Автобат выплюнул рядового Черных, но раньше изжевал его левую руку: мизинец и безымянный остались в окровавленном хирургическом лотке, а искривленный средний упрямо торчал вверх, как гнутый ржавый гвоздь. Толян прослужил четыре полных месяца, но вернулся в Бродово с лихим дембельским понтом, – фуражка на затылке и пряжка на яйцах. Искалеченная кисть его не беспокоила: чтобы удержать баранку, и этой клешни хватит. В кармане ушитого кителя лежало замусоленное до дыр письмо, единственное за четыре месяца: «Дорогой друг Толя! Привет из родного и далекого уральского села! Как тебе служится, с кем тебе дружится? У меня все нормально. Чего еще писать, не знаю. Жду ответа, очень скучаю, люблю и целую. Твоя Светлана». Подпись была припечатана жирным оттиском напомаженного рта. Слово «твоя» звучало обещанием, и он тоже ждал и скучал, но мамкино лицо сразу же треснуло в брезгливой гримасе: к ней не ходи, нет ее. Он, млея от ужаса, выдавил из себя сиплый шепот: ты чё? Через плечо, отрезала мамка, взамуж твоя лахудра выскочила, подобрал какой-то простодырый из Тюмени, – видать, к Богу ногам спит.
Мать ушла к себе на весовую, а Толян весь вечер лил в горло балду и давил в пепельнице бычок за бычком, в избу заглядывал кто-то неразличимый и безразличный, но он отмахивался: завтра, мужики, завтра. Каторжное утро не принесло облегчения. Светка, курва опутала его колючей проволокой боли, и при каждом повороте головы шипы нещадно рвали тело. Вот там, на завалинке, они грызли кедровые орехи, и она со смехом сыпанула ему за шкиряк пригоршню скорлупы; вот здесь, на диване он боролся с ее непослушными пуговицами, а она протяжно и томно выдыхала: не-ет; а в заречном лесу они целовались до дрожи в ногах, до крови на пересохших губах, и она опять выдыхала: не-ет… Ее отказ растянулся на два дурманных года и четыре проклятых месяца, и ничего другого уже не будет. Приговор состоял из трех чугунных слов: уже. не. будет.
В углу, под образом Николы-угодника приютилась ведерная кастрюля балды, и Толян снял с нее крышку в черных кляксах облупившейся эмали. От сивушной вони его передернуло.
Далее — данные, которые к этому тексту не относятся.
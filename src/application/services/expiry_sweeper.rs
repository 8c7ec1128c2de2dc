//! Periodic sweep that evicts every expired record.
//!
//! The sweep is the second enforcement path next to lazy eviction on lookup.
//! Both go through [`EvictionService`], so a record evicted by one path is
//! simply skipped by the other.

use std::sync::{Arc, RwLock};
use std::time::Duration;

use chrono::{DateTime, Utc};
use serde::Serialize;
use tokio::sync::{Mutex, oneshot};
use tokio::time::MissedTickBehavior;
use tokio_retry::RetryIf;
use tokio_retry::strategy::{ExponentialBackoff, jitter};
use tracing::{debug, error, info, warn};

use crate::application::services::eviction_service::{EvictionCause, EvictionService};
use crate::domain::repositories::LinkRepository;
use crate::domain::time::TimeSource;
use crate::error::AppError;

/// Summary of one sweep.
#[derive(Debug, Clone, PartialEq, Eq, Serialize)]
pub struct SweepReport {
    /// Expired records found by the scan.
    pub scanned: usize,
    /// Records this sweep removed (one audit entry each).
    pub evicted: usize,
    /// Records another path removed first.
    pub already_gone: usize,
    /// Records left in place because of errors; retried on the next run.
    pub failed: usize,
    pub started_at: DateTime<Utc>,
    pub finished_at: DateTime<Utc>,
}

/// Scans the record store and evicts expired records.
pub struct ExpirySweeper<L: LinkRepository + ?Sized> {
    link_repository: Arc<L>,
    eviction: Arc<EvictionService<L>>,
    clock: Arc<dyn TimeSource>,
    retry_attempts: usize,
    running: Mutex<()>,
    last_report: RwLock<Option<SweepReport>>,
}

impl<L: LinkRepository + ?Sized> ExpirySweeper<L> {
    /// Creates a new sweeper.
    ///
    /// `retry_attempts` bounds the retries of a transient failure on one record
    /// within a single sweep.
    pub fn new(
        link_repository: Arc<L>,
        eviction: Arc<EvictionService<L>>,
        clock: Arc<dyn TimeSource>,
        retry_attempts: usize,
    ) -> Self {
        Self {
            link_repository,
            eviction,
            clock,
            retry_attempts,
            running: Mutex::new(()),
            last_report: RwLock::new(None),
        }
    }

    /// Runs one sweep.
    ///
    /// # Returns
    ///
    /// - `Ok(Some(report))` when the sweep ran
    /// - `Ok(None)` when another sweep is still in progress
    ///
    /// A failure on one record is logged and counted in
    /// [`SweepReport::failed`]; the remaining records are still processed.
    ///
    /// # Errors
    ///
    /// Returns an error only if the store cannot be scanned at all.
    pub async fn sweep(&self) -> Result<Option<SweepReport>, AppError> {
        let Ok(_guard) = self.running.try_lock() else {
            warn!("Sweep already in progress, skipping");
            return Ok(None);
        };

        let started_at = self.clock.now();
        let expired = self.link_repository.list_expired(started_at).await?;

        let mut report = SweepReport {
            scanned: expired.len(),
            evicted: 0,
            already_gone: 0,
            failed: 0,
            started_at,
            finished_at: started_at,
        };

        for link in &expired {
            let strategy = ExponentialBackoff::from_millis(50)
                .max_delay(Duration::from_secs(2))
                .map(jitter)
                .take(self.retry_attempts);

            let outcome = RetryIf::start(
                strategy,
                || self.eviction.evict(link, started_at, EvictionCause::Sweep),
                |e: &AppError| e.is_transient(),
            )
            .await;

            match outcome {
                Ok(Some(_)) => report.evicted += 1,
                Ok(None) => report.already_gone += 1,
                Err(e) => {
                    report.failed += 1;
                    metrics::counter!("sweep_failures_total").increment(1);
                    warn!(code = %link.code, "Failed to evict expired link, skipping: {}", e);
                }
            }
        }

        report.finished_at = self.clock.now();

        if report.scanned > 0 {
            info!(
                scanned = report.scanned,
                evicted = report.evicted,
                already_gone = report.already_gone,
                failed = report.failed,
                "Expiry sweep finished"
            );
        } else {
            debug!("Expiry sweep found nothing to evict");
        }

        *self
            .last_report
            .write()
            .unwrap_or_else(|e| e.into_inner()) = Some(report.clone());

        Ok(Some(report))
    }

    /// Report of the most recent completed sweep.
    pub fn last_report(&self) -> Option<SweepReport> {
        self.last_report
            .read()
            .unwrap_or_else(|e| e.into_inner())
            .clone()
    }
}

/// Runs the sweeper on a fixed period until `shutdown` fires.
///
/// The first sweep runs immediately. Sweeps never overlap: the next tick is
/// only awaited once the current sweep has finished, and ticks missed during a
/// slow sweep are delayed rather than bunched up.
pub async fn run_expiry_sweeper<L>(
    sweeper: Arc<ExpirySweeper<L>>,
    period: Duration,
    mut shutdown: oneshot::Receiver<()>,
) where
    L: LinkRepository + ?Sized,
{
    let mut ticker = tokio::time::interval(period);
    ticker.set_missed_tick_behavior(MissedTickBehavior::Delay);

    info!("Expiry sweeper started (interval={:?})", period);

    loop {
        tokio::select! {
            _ = ticker.tick() => {
                if let Err(e) = sweeper.sweep().await {
                    error!("Expiry sweep aborted: {}", e);
                }
            }
            _ = &mut shutdown => {
                info!("Expiry sweeper stopping");
                break;
            }
        }
    }
}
Дном ковша он отодвинул в сторону размокшие обломки пряников и зачерпнул белесую жижу. Не вдыхая, чтоб не сблевать, он сквозь зубы потянул теплое пойло внутрь, кое-как придавил спазмы в желудке, и потянул снова. На старые дрожжи хорошо пойдет. Сгорбившись на разобранной постели, он тупо ждал избавления, но шипы все настырнее бередили мясо. Вспухшая горячая голова и шершавый, как черствая горбушка, язык рядом с этой пыткой ничего не значили. Да что там, – ночные пиздюли от дедушек и упор лежа над очком, и те ничего не значили.